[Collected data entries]
"""

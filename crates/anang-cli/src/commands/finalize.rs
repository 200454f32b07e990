use anang_portal::{NavState, SuccessPage};
use serde::Serialize;

use crate::bootstrap::AppContext;
use crate::cli::GlobalFlags;
use crate::cli::root_commands::FinalizeArgs;
use crate::output::output;
use crate::progress::Spinner;

#[derive(Serialize)]
struct FinalizeResponse {
    greeting: String,
    email: String,
    authenticated: bool,
    route: &'static str,
}

/// Handle `anang finalize`: create the login and sign in.
pub async fn handle(args: &FinalizeArgs, ctx: &AppContext, flags: &GlobalFlags) -> anyhow::Result<()> {
    let state = NavState {
        email: args.email.clone(),
        biz_name: args.business_name.clone(),
    };
    let Ok(mut page) = SuccessPage::open(ctx.api.clone(), Some(state)) else {
        anyhow::bail!("an application email is required; run `anang apply` first");
    };
    let navigation = Spinner::around(
        "Creating your login...",
        page.finalize(&ctx.store, &args.password, &args.confirm),
    )
    .await?;
    output(
        &FinalizeResponse {
            greeting: page.greeting(),
            email: page.email().to_string(),
            authenticated: ctx.store.current().is_authenticated(),
            route: navigation.route.path(),
        },
        flags.format,
    )
}
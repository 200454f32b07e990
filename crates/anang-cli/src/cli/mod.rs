use anang_config::AnangConfig;
use clap::Parser;

pub mod global;
pub mod root_commands;
pub mod subcommands;

pub use global::{GlobalFlags, OutputFormat};
pub use root_commands::Commands;

/// Top-level CLI parser for the `anang` binary.
#[derive(Debug, Parser)]
#[command(name = "anang", version, about = "Anang - Kingston partner portal client")]
pub struct Cli {
    #[command(subcommand)]
    pub command: Commands,

    /// Output format: json, table, raw (defaults to general.default_format)
    #[arg(short, long, global = true)]
    pub format: Option<OutputFormat>,

    /// Quiet mode (suppress non-essential output)
    #[arg(short, long, global = true)]
    pub quiet: bool,

    /// Verbose mode (debug logging)
    #[arg(short, long, global = true)]
    pub verbose: bool,

    /// Backend base URL, overriding api.base_url
    #[arg(long, global = true)]
    pub api_url: Option<String>,
}

impl Cli {
    pub fn global_flags(&self, config: &AnangConfig) -> GlobalFlags {
        GlobalFlags {
            format: self
                .format
                .unwrap_or_else(|| OutputFormat::from_config(&config.general.default_format)),
            quiet: self.quiet,
        }
    }

    /// Flags for commands that run before config is loaded.
    pub fn offline_flags(&self) -> GlobalFlags {
        GlobalFlags {
            format: self.format.unwrap_or(OutputFormat::Json),
            quiet: self.quiet,
        }
    }
}
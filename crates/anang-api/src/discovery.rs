//! Discovery categories and their entries.

use anang_core::entities::{CategoryList, EntryList};

use crate::http::{self, Messages};
use crate::{ApiClient, ApiError};

const CATEGORIES: Messages = Messages {
    fallback: "Failed to load categories",
    by_status: &[],
};

const DATA: Messages = Messages {
    fallback: "Failed to load data",
    by_status: &[],
};

impl ApiClient {
    /// All discovery tabs.
    ///
    /// # Errors
    ///
    /// Returns [`ApiError`] on any non-success status.
    pub async fn get_discovery_categories(&self) -> Result<CategoryList, ApiError> {
        let url = self.url("/api/discovery/categories");
        tracing::debug!(%url, "GET discovery categories");
        let resp = http::send(self.http.get(&url)).await?;
        http::json(resp, &CATEGORIES).await
    }

    /// Entries of one category.
    ///
    /// # Errors
    ///
    /// [`ApiError::Precondition`] for an unknown category, otherwise
    /// [`ApiError`] on any non-success status.
    pub async fn get_discovery_data(&self, category_id: &str) -> Result<EntryList, ApiError> {
        let url = format!(
            "{}?category_id={}",
            self.url("/api/discovery/data"),
            urlencoding::encode(category_id)
        );
        tracing::debug!(%url, "GET discovery data");
        let resp = http::send(self.http.get(&url)).await?;
        http::json(resp, &DATA).await
    }
}
use schemars::JsonSchema;
use serde::{Deserialize, Serialize};

use crate::enums::ApprovalStatus;

/// Flat account record returned by signup, login, finalize and user lookups.
///
/// Also the shape of the legacy stored-user record, where `email` is the only
/// required field.
#[derive(Debug, Clone, Serialize, Deserialize, JsonSchema, PartialEq, Eq)]
pub struct AccountSummary {
    pub email: String,
    #[serde(default, deserialize_with = "super::empty_as_none")]
    pub name: Option<String>,
    #[serde(default, deserialize_with = "super::empty_as_none")]
    pub business_name: Option<String>,
    #[serde(default)]
    pub progress: Option<u8>,
    #[serde(default)]
    pub status: Option<ApprovalStatus>,
    #[serde(default)]
    pub is_verified: bool,
}

impl AccountSummary {
    /// Name to show for the account: the stored name or the email's local part.
    #[must_use]
    pub fn display_name(&self) -> String {
        self.name.clone().unwrap_or_else(|| {
            self.email
                .split('@')
                .next()
                .unwrap_or(&self.email)
                .to_string()
        })
    }
}

#[cfg(test)]
mod tests {
    use super::*;

    #[test]
    fn display_name_falls_back_to_local_part() {
        let account: AccountSummary =
            serde_json::from_str(r#"{"email":"sage@cafe.ca","name":""}"#).unwrap();
        assert_eq!(account.display_name(), "sage");
    }

    #[test]
    fn parses_backend_login_payload() {
        let account: AccountSummary = serde_json::from_str(
            r#"{"email":"a@b.ca","business_name":"Sage Café","name":"a","progress":3,"status":"pending_review","is_verified":false}"#,
        )
        .unwrap();
        assert_eq!(account.business_name.as_deref(), Some("Sage Café"));
        assert_eq!(account.progress, Some(3));
        assert_eq!(account.status, Some(ApprovalStatus::PendingReview));
    }
}
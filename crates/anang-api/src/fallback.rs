//! Bundled business listing used when the live endpoint is unavailable.
//!
//! The dataset groups entries by a lowercase list name; each list maps to
//! the category label the live endpoint uses.

use std::collections::HashMap;

use anang_core::entities::{Business, BusinessList};
use serde::Deserialize;

const SERVICES_JSON: &str = include_str!("../data/services.json");

#[derive(Deserialize)]
struct Dataset {
    #[serde(default)]
    categories: Vec<String>,
    #[serde(flatten)]
    lists: HashMap<String, Vec<ServiceEntry>>,
}

#[derive(Deserialize)]
struct ServiceEntry {
    id: String,
    name: String,
    #[serde(default)]
    description: String,
    #[serde(default)]
    address: String,
    #[serde(default)]
    sustainability: String,
    #[serde(default)]
    live: bool,
}

/// Category label for a dataset list name. Unknown names pass through.
#[must_use]
pub fn map_category(list: &str) -> String {
    match list {
        "restaurants" => "Restaurant",
        "places" => "Places",
        "activities" => "Market",
        "artifacts" => "Other",
        other => other,
    }
    .to_string()
}

/// Every bundled business, in dataset order.
#[must_use]
pub fn all_businesses() -> Vec<Business> {
    let dataset: Dataset = match serde_json::from_str(SERVICES_JSON) {
        Ok(dataset) => dataset,
        Err(e) => {
            tracing::warn!(error = %e, "bundled business dataset is malformed");
            return Vec::new();
        }
    };
    let mut lists = dataset.lists;
    dataset
        .categories
        .iter()
        .flat_map(|list| {
            let category = map_category(list);
            lists
                .remove(list)
                .unwrap_or_default()
                .into_iter()
                .map(move |entry| Business {
                    id: entry.id,
                    name: entry.name,
                    description: entry.description,
                    category: category.clone(),
                    address: entry.address,
                    sustainability: entry.sustainability,
                    live: entry.live,
                })
        })
        .collect()
}

/// Fallback listing, filtered case-insensitively by mapped category.
#[must_use]
pub fn businesses(category: Option<&str>) -> BusinessList {
    let mut businesses = all_businesses();
    if let Some(category) = category {
        businesses.retain(|b| b.category.eq_ignore_ascii_case(category));
    }
    BusinessList {
        businesses,
        from_fallback: true,
    }
}

#[cfg(test)]
mod tests {
    use super::*;
    use pretty_assertions::assert_eq;

    #[test]
    fn dataset_parses_and_maps_categories() {
        let all = all_businesses();
        assert!(!all.is_empty());
        let categories: Vec<&str> = all.iter().map(|b| b.category.as_str()).collect();
        assert!(categories.contains(&"Restaurant"));
        assert!(categories.contains(&"Market"));
        assert!(!categories.contains(&"restaurants"));
    }

    #[test]
    fn filter_is_case_insensitive() {
        let list = businesses(Some("restaurant"));
        assert!(list.from_fallback);
        assert!(!list.businesses.is_empty());
        assert!(list.businesses.iter().all(|b| b.category == "Restaurant"));
    }

    #[test]
    fn unknown_category_yields_empty_list() {
        assert!(businesses(Some("Spaceport")).businesses.is_empty());
    }

    #[test]
    fn missing_fields_default() {
        let pump = all_businesses()
            .into_iter()
            .find(|b| b.id == "pump_house")
            .unwrap();
        assert_eq!(pump.sustainability, "");
        assert_eq!(pump.category, "Places");
    }
}
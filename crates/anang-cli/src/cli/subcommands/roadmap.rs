use std::path::PathBuf;

use clap::Subcommand;

/// Licensing roadmap commands.
#[derive(Clone, Debug, Subcommand)]
pub enum RoadmapCommands {
    /// Show every step with its status.
    Show,
    /// Mark a step (2-6) as done.
    Done { step: u8 },
    /// Upload the city license for GO LIVE.
    Upload { file: PathBuf },
    /// Open a step's link in the browser.
    Open { step: u8 },
}
//! Scriptable local backend for tests.
//!
//! [`MockBackend`] binds `127.0.0.1:0`, answers every request through a
//! handler closure, and records what it received. Dropping it stops the
//! server thread.

use std::net::{SocketAddr, TcpListener};
use std::sync::{Arc, Mutex, PoisonError};
use std::thread::JoinHandle;

use serde_json::Value;

/// A request as seen by the mock backend.
#[derive(Debug, Clone, PartialEq, Eq)]
pub struct MockRequest {
    pub method: String,
    pub path: String,
    pub query: Option<String>,
    pub content_type: Option<String>,
    pub body: String,
}

impl MockRequest {
    /// Body parsed as JSON, if it is JSON.
    #[must_use]
    pub fn json(&self) -> Option<Value> {
        serde_json::from_str(&self.body).ok()
    }

    /// Decoded value of a query-string parameter.
    #[must_use]
    pub fn query_param(&self, key: &str) -> Option<String> {
        self.query.as_deref()?.split('&').find_map(|pair| {
            let (k, v) = pair.split_once('=').unwrap_or((pair, ""));
            (k == key).then(|| {
                urlencoding::decode(v).map_or_else(|_| v.to_string(), std::borrow::Cow::into_owned)
            })
        })
    }

    /// Whether a multipart body carries a field with this name.
    #[must_use]
    pub fn has_form_field(&self, name: &str) -> bool {
        self.body.contains(&format!("name=\"{name}\""))
    }
}

/// A scripted reply.
#[derive(Debug, Clone, PartialEq, Eq)]
pub struct MockResponse {
    pub status: u16,
    pub body: String,
}

impl MockResponse {
    #[must_use]
    pub fn json(status: u16, value: &Value) -> Self {
        Self {
            status,
            body: value.to_string(),
        }
    }

    #[must_use]
    pub fn ok(value: &Value) -> Self {
        Self::json(200, value)
    }

    /// Error reply shaped like the backend's `{"detail": ...}`.
    #[must_use]
    pub fn detail(status: u16, message: &str) -> Self {
        Self::json(status, &serde_json::json!({ "detail": message }))
    }

    #[must_use]
    pub fn not_found() -> Self {
        Self::detail(404, "Not Found")
    }
}

/// One `(method, path) → response` entry for [`MockBackend::routes`].
#[derive(Debug, Clone)]
pub struct MockRoute {
    pub method: &'static str,
    pub path: &'static str,
    pub response: MockResponse,
}

impl MockRoute {
    #[must_use]
    pub const fn new(method: &'static str, path: &'static str, response: MockResponse) -> Self {
        Self {
            method,
            path,
            response,
        }
    }
}

type Handler = dyn Fn(&MockRequest) -> MockResponse + Send + Sync;

/// Local HTTP server driven by a handler closure.
pub struct MockBackend {
    server: Arc<tiny_http::Server>,
    addr: SocketAddr,
    requests: Arc<Mutex<Vec<MockRequest>>>,
    worker: Option<JoinHandle<()>>,
}

impl MockBackend {
    /// Start a backend answering every request with `handler`.
    ///
    /// # Errors
    ///
    /// Returns an I/O error if the listener cannot be bound.
    pub fn start<F>(handler: F) -> std::io::Result<Self>
    where
        F: Fn(&MockRequest) -> MockResponse + Send + Sync + 'static,
    {
        let server = tiny_http::Server::http("127.0.0.1:0").map_err(std::io::Error::other)?;
        let addr = server
            .server_addr()
            .to_ip()
            .ok_or_else(|| std::io::Error::other("mock backend is not bound to an IP address"))?;
        let server = Arc::new(server);
        let requests = Arc::new(Mutex::new(Vec::new()));
        let handler: Arc<Handler> = Arc::new(handler);

        let worker = {
            let server = Arc::clone(&server);
            let requests = Arc::clone(&requests);
            std::thread::spawn(move || {
                for mut request in server.incoming_requests() {
                    let recorded = record(&mut request);
                    let reply = handler(&recorded);
                    requests
                        .lock()
                        .unwrap_or_else(PoisonError::into_inner)
                        .push(recorded);
                    let mut response =
                        tiny_http::Response::from_string(reply.body).with_status_code(reply.status);
                    if let Ok(header) =
                        tiny_http::Header::from_bytes(&b"Content-Type"[..], &b"application/json"[..])
                    {
                        response.add_header(header);
                    }
                    if let Err(e) = request.respond(response) {
                        tracing::debug!(error = %e, "mock backend failed to respond");
                    }
                }
            })
        };

        Ok(Self {
            server,
            addr,
            requests,
            worker: Some(worker),
        })
    }

    /// Start a backend with a fixed route table. Unmatched requests get 404.
    ///
    /// # Errors
    ///
    /// Returns an I/O error if the listener cannot be bound.
    pub fn routes(routes: Vec<MockRoute>) -> std::io::Result<Self> {
        Self::start(move |req| {
            routes
                .iter()
                .find(|r| r.method.eq_ignore_ascii_case(&req.method) && r.path == req.path)
                .map_or_else(MockResponse::not_found, |r| r.response.clone())
        })
    }

    /// Base URL to hand to [`crate::ApiClient::new`].
    #[must_use]
    pub fn base_url(&self) -> String {
        format!("http://{}", self.addr)
    }

    /// Requests received so far, in arrival order.
    #[must_use]
    pub fn requests(&self) -> Vec<MockRequest> {
        self.requests
            .lock()
            .unwrap_or_else(PoisonError::into_inner)
            .clone()
    }

    /// A base URL on which nothing is listening.
    ///
    /// # Errors
    ///
    /// Returns an I/O error if no free port could be found.
    pub fn unreachable_url() -> std::io::Result<String> {
        let listener = TcpListener::bind("127.0.0.1:0")?;
        let addr = listener.local_addr()?;
        drop(listener);
        Ok(format!("http://{addr}"))
    }
}

impl Drop for MockBackend {
    fn drop(&mut self) {
        self.server.unblock();
        if let Some(worker) = self.worker.take() {
            let _ = worker.join();
        }
    }
}

fn record(request: &mut tiny_http::Request) -> MockRequest {
    let (path, query) = match request.url().split_once('?') {
        Some((path, query)) => (path.to_string(), Some(query.to_string())),
        None => (request.url().to_string(), None),
    };
    let content_type = request
        .headers()
        .iter()
        .find(|h| h.field.equiv("Content-Type"))
        .map(|h| h.value.as_str().to_string());
    let mut raw = Vec::new();
    if let Err(e) = request.as_reader().read_to_end(&mut raw) {
        tracing::debug!(error = %e, "mock backend could not read request body");
    }
    MockRequest {
        method: request.method().to_string(),
        path,
        query,
        content_type,
        body: String::from_utf8_lossy(&raw).into_owned(),
    }
}
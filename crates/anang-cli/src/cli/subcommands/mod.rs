mod admin;
mod auth;
mod chat;
mod discover;
mod roadmap;

pub use admin::AdminCommands;
pub use auth::AuthCommands;
pub use chat::ChatCommands;
pub use discover::DiscoverCommands;
pub use roadmap::RoadmapCommands;
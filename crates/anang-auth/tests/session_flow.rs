//! Session store behavior against a stateful mock backend.

use std::collections::HashMap;
use std::sync::{Arc, Mutex};

use anang_api::ApiClient;
use anang_api::mock::{MockBackend, MockRequest, MockResponse};
use anang_auth::{AUTH_KEY, AuthError, FileStorage, MemoryStorage, SessionStorage, SessionStore, USER_KEY};
use anang_core::entities::Session;
use pretty_assertions::assert_eq;
use serde_json::json;

/// Minimal account service: signup stores a password, login checks it.
fn account_backend() -> MockBackend {
    let accounts: Arc<Mutex<HashMap<String, String>>> = Arc::default();
    MockBackend::start(move |req: &MockRequest| {
        let body = req.json().unwrap_or_default();
        let email = body["email"].as_str().unwrap_or_default().to_lowercase();
        let password = body["password"].as_str().unwrap_or_default().to_string();
        let mut accounts = accounts.lock().unwrap();
        match (req.method.as_str(), req.path.as_str()) {
            ("POST", "/api/signup") => {
                if accounts.contains_key(&email) {
                    return MockResponse::detail(409, "Email already registered. Please log in.");
                }
                accounts.insert(email.clone(), password);
                MockResponse::ok(&json!({
                    "email": email, "business_name": "", "name": email.split('@').next(),
                    "progress": 1, "status": "approved", "is_verified": false
                }))
            }
            ("POST", "/api/login") => match accounts.get(&email) {
                Some(stored) if *stored == password => MockResponse::ok(&json!({
                    "email": email, "business_name": "", "name": email.split('@').next(),
                    "progress": 1, "status": "approved", "is_verified": false
                })),
                _ => MockResponse::detail(401, "Invalid credentials"),
            },
            _ => MockResponse::not_found(),
        }
    })
    .unwrap()
}

fn store(backend: &MockBackend, storage: Arc<dyn SessionStorage>) -> SessionStore {
    SessionStore::new(ApiClient::new(backend.base_url()), storage)
}

#[tokio::test]
async fn login_401_keeps_session_anonymous() {
    let backend = account_backend();
    let storage = Arc::new(MemoryStorage::new());
    let store = store(&backend, storage.clone());

    let err = store.login("nobody@b.ca", "secret1").await.unwrap_err();
    assert!(matches!(err, AuthError::Api(anang_api::ApiError::Auth { .. })));
    assert_eq!(err.to_string(), "Invalid credentials");
    assert_eq!(store.current(), Session::Anonymous);
    assert!(storage.load(AUTH_KEY).unwrap().is_none());
}

#[tokio::test]
async fn signup_then_login_is_authenticated() {
    let backend = account_backend();
    let storage = Arc::new(MemoryStorage::new());
    let store = store(&backend, storage.clone());

    let session = store.signup("Sage@Cafe.ca", "secret1").await.unwrap();
    assert!(session.is_authenticated());
    assert_eq!(session.user().unwrap().email, "sage@cafe.ca");

    store.logout().unwrap();
    assert_eq!(store.current(), Session::Anonymous);

    let again = store.login("sage@cafe.ca", "secret1").await.unwrap();
    assert!(again.is_authenticated());
    assert_eq!(store.current(), again);
}

#[tokio::test]
async fn empty_credentials_are_rejected_without_request() {
    let backend = account_backend();
    let store = store(&backend, Arc::new(MemoryStorage::new()));

    let err = store.login("  ", "pw").await.unwrap_err();
    assert!(matches!(err, AuthError::Validation(_)));
    assert_eq!(err.to_string(), "Email and password are required.");
    assert!(backend.requests().is_empty());
}

#[tokio::test]
async fn subscribers_see_login_and_logout() {
    let backend = account_backend();
    let store = store(&backend, Arc::new(MemoryStorage::new()));
    let mut rx = store.subscribe();

    store.signup("a@b.ca", "secret1").await.unwrap();
    rx.changed().await.unwrap();
    assert!(rx.borrow_and_update().is_authenticated());

    store.logout().unwrap();
    rx.changed().await.unwrap();
    assert_eq!(*rx.borrow_and_update(), Session::Anonymous);
}

#[tokio::test]
async fn session_survives_restart_via_file_storage() {
    let backend = account_backend();
    let tmp = tempfile::TempDir::new().unwrap();

    let first = store(&backend, Arc::new(FileStorage::new(tmp.path())));
    first.signup("a@b.ca", "secret1").await.unwrap();
    let expected = first.current();

    let second = store(&backend, Arc::new(FileStorage::new(tmp.path())));
    assert_eq!(second.current(), expected);

    let files = FileStorage::new(tmp.path());
    assert!(files.load(USER_KEY).unwrap().is_some());

    second.logout().unwrap();
    assert!(files.load(AUTH_KEY).unwrap().is_none());
    assert!(files.load(USER_KEY).unwrap().is_none());
    assert_eq!(
        store(&backend, Arc::new(FileStorage::new(tmp.path()))).current(),
        Session::Anonymous
    );
}

#[tokio::test]
async fn failed_login_leaves_existing_session() {
    let backend = account_backend();
    let store = store(&backend, Arc::new(MemoryStorage::new()));
    let session = store.signup("a@b.ca", "secret1").await.unwrap();

    assert!(store.login("a@b.ca", "wrong-pw").await.is_err());
    assert_eq!(store.current(), session);
}

#[tokio::test]
async fn login_without_token_is_rejected() {
    let backend = MockBackend::start(|_: &MockRequest| {
        MockResponse::ok(&json!({ "user": { "id": "", "email": "", "name": "" }, "token": "" }))
    })
    .unwrap();
    let storage = Arc::new(MemoryStorage::new());
    let store = store(&backend, storage.clone());

    let err = store.login("a@b.ca", "secret1").await.unwrap_err();
    assert!(matches!(err, AuthError::Api(anang_api::ApiError::Decode(_))));
    assert_eq!(store.current(), Session::Anonymous);
    assert!(storage.load(AUTH_KEY).unwrap().is_none());
    assert!(storage.load(USER_KEY).unwrap().is_none());
}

"""

WHAT TO WORK ON: Among the entries, find each line that includes the string "bool" and copy it.

SOLVED PROBLEM:
    authenticated: bool,
    pub quiet: bool,
    pub verbose: bool,
    pub is_verified: bool,
    live: bool,
    pub fn has_form_field(&self, name: &str) -> bool {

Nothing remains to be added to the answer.